* [REQUIRED ACTION] Scan the entries for "info". Every line that holds it is to be copied.

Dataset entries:
◆ ◆ ◆ ◆ ◆ ◆ ◆

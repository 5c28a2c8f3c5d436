//! MongoDB client and collection wrapper

use bson::{doc, oid::ObjectId, DateTime, Document};
use mongodb::{
    error::{ErrorKind, WriteFailure},
    options::{FindOptions, IndexOptions, UpdateModifications},
    results::UpdateResult,
    Client, Collection, IndexModel,
};
use serde::{de::DeserializeOwned, Serialize};
use tracing::{error, info};

use crate::types::FieldOpsError;

/// Server code for a unique index violation
const DUPLICATE_KEY: i32 = 11000;

/// Whether a driver error is a unique index violation
fn is_duplicate_key(err: &mongodb::error::Error) -> bool {
    matches!(
        err.kind.as_ref(),
        ErrorKind::Write(WriteFailure::WriteError(we)) if we.code == DUPLICATE_KEY
    )
}

/// Trait for schemas that provide index definitions
pub trait IntoIndexes {
    fn into_indices() -> Vec<(Document, Option<IndexOptions>)>;
}

/// Trait for schemas carrying created/updated timestamps
pub trait MutTimestamps {
    fn stamp_created(&mut self, now: DateTime);
    fn stamp_updated(&mut self, now: DateTime);
}

/// MongoDB client wrapper
#[derive(Clone)]
pub struct MongoClient {
    client: Client,
    db_name: String,
}

impl MongoClient {
    /// Create a new MongoDB client
    pub async fn new(uri: &str, db_name: &str) -> Result<Self, FieldOpsError> {
        info!("Connecting to MongoDB at {}", uri);

        // Fail fast on an unreachable server instead of hanging startup
        let timeout_uri = if uri.contains('?') {
            format!("{}&serverSelectionTimeoutMS=3000&connectTimeoutMS=3000", uri)
        } else {
            format!("{}?serverSelectionTimeoutMS=3000&connectTimeoutMS=3000", uri)
        };

        let client = Client::with_uri_str(&timeout_uri)
            .await
            .map_err(|e| FieldOpsError::Database(format!("Failed to connect to MongoDB: {}", e)))?;

        client
            .database(db_name)
            .run_command(doc! { "ping": 1 })
            .await
            .map_err(|e| FieldOpsError::Database(format!("MongoDB ping failed: {}", e)))?;

        info!("Connected to MongoDB database '{}'", db_name);

        Ok(Self {
            client,
            db_name: db_name.to_string(),
        })
    }

    /// Get a typed collection
    pub async fn collection<T>(&self, name: &str) -> Result<MongoCollection<T>, FieldOpsError>
    where
        T: Serialize + DeserializeOwned + Unpin + Send + Sync + IntoIndexes + MutTimestamps,
    {
        MongoCollection::new(&self.client, &self.db_name, name).await
    }
}

/// Typed MongoDB collection with automatic indexing
#[derive(Debug, Clone)]
pub struct MongoCollection<T>
where
    T: Serialize + DeserializeOwned + Unpin + Send + Sync,
{
    inner: Collection<T>,
}

impl<T> MongoCollection<T>
where
    T: Serialize + DeserializeOwned + Unpin + Send + Sync + IntoIndexes + MutTimestamps,
{
    /// Create a new collection and apply indexes
    pub async fn new(
        client: &Client,
        db_name: &str,
        collection_name: &str,
    ) -> Result<Self, FieldOpsError> {
        let collection = client.database(db_name).collection::<T>(collection_name);
        let mongo_collection = MongoCollection { inner: collection };

        mongo_collection.apply_indexes().await?;

        Ok(mongo_collection)
    }

    async fn apply_indexes(&self) -> Result<(), FieldOpsError> {
        let schema_indices = T::into_indices();

        if schema_indices.is_empty() {
            return Ok(());
        }

        let indices: Vec<IndexModel> = schema_indices
            .into_iter()
            .map(|(keys, opts)| IndexModel::builder().keys(keys).options(opts).build())
            .collect();

        self.inner
            .create_indexes(indices)
            .await
            .map_err(|e| FieldOpsError::Database(format!("Failed to create indexes: {}", e)))?;

        Ok(())
    }

    /// Insert a document, stamping created_at/updated_at
    pub async fn insert_one(&self, mut item: T) -> Result<ObjectId, FieldOpsError> {
        let now = DateTime::now();
        item.stamp_created(now);
        item.stamp_updated(now);

        let result = self
            .inner
            .insert_one(item)
            .await
            .map_err(|e| {
                if is_duplicate_key(&e) {
                    FieldOpsError::Conflict("Duplicate key".into())
                } else {
                    FieldOpsError::Database(format!("Insert failed: {}", e))
                }
            })?;

        result
            .inserted_id
            .as_object_id()
            .ok_or_else(|| FieldOpsError::Database("Failed to get inserted ID".into()))
    }

    /// Find one document by filter
    pub async fn find_one(&self, filter: Document) -> Result<Option<T>, FieldOpsError> {
        self.inner
            .find_one(filter)
            .await
            .map_err(|e| FieldOpsError::Database(format!("Find failed: {}", e)))
    }

    /// Find many documents by filter, optionally sorted
    pub async fn find_many(
        &self,
        filter: Document,
        sort: Option<Document>,
    ) -> Result<Vec<T>, FieldOpsError> {
        use futures_util::StreamExt;

        let options = FindOptions::builder().sort(sort).build();

        let cursor = self
            .inner
            .find(filter)
            .with_options(options)
            .await
            .map_err(|e| FieldOpsError::Database(format!("Find failed: {}", e)))?;

        let results: Vec<T> = cursor
            .filter_map(|doc| async {
                match doc {
                    Ok(d) => Some(d),
                    Err(e) => {
                        error!("Error reading document: {}", e);
                        None
                    }
                }
            })
            .collect()
            .await;

        Ok(results)
    }

    /// Replace a whole document by id, stamping updated_at
    pub async fn replace_one(&self, id: ObjectId, mut item: T) -> Result<UpdateResult, FieldOpsError> {
        item.stamp_updated(DateTime::now());

        self.inner
            .replace_one(doc! { "_id": id }, item)
            .await
            .map_err(|e| FieldOpsError::Database(format!("Replace failed: {}", e)))
    }

    /// Update one document
    pub async fn update_one(
        &self,
        filter: Document,
        update: impl Into<UpdateModifications>,
    ) -> Result<UpdateResult, FieldOpsError> {
        self.inner
            .update_one(filter, update.into())
            .await
            .map_err(|e| FieldOpsError::Database(format!("Update failed: {}", e)))
    }

    /// Get the underlying collection for advanced operations
    pub fn inner(&self) -> &Collection<T> {
        &self.inner
    }
}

◆ ◆ ◆ ◆ ◆ ◆ ◆

* [YOUR SOLUTION]
use tracing::{error, info};
        info!("Connecting to MongoDB at {}", uri);
        info!("Connected to MongoDB database '{}'", db_name);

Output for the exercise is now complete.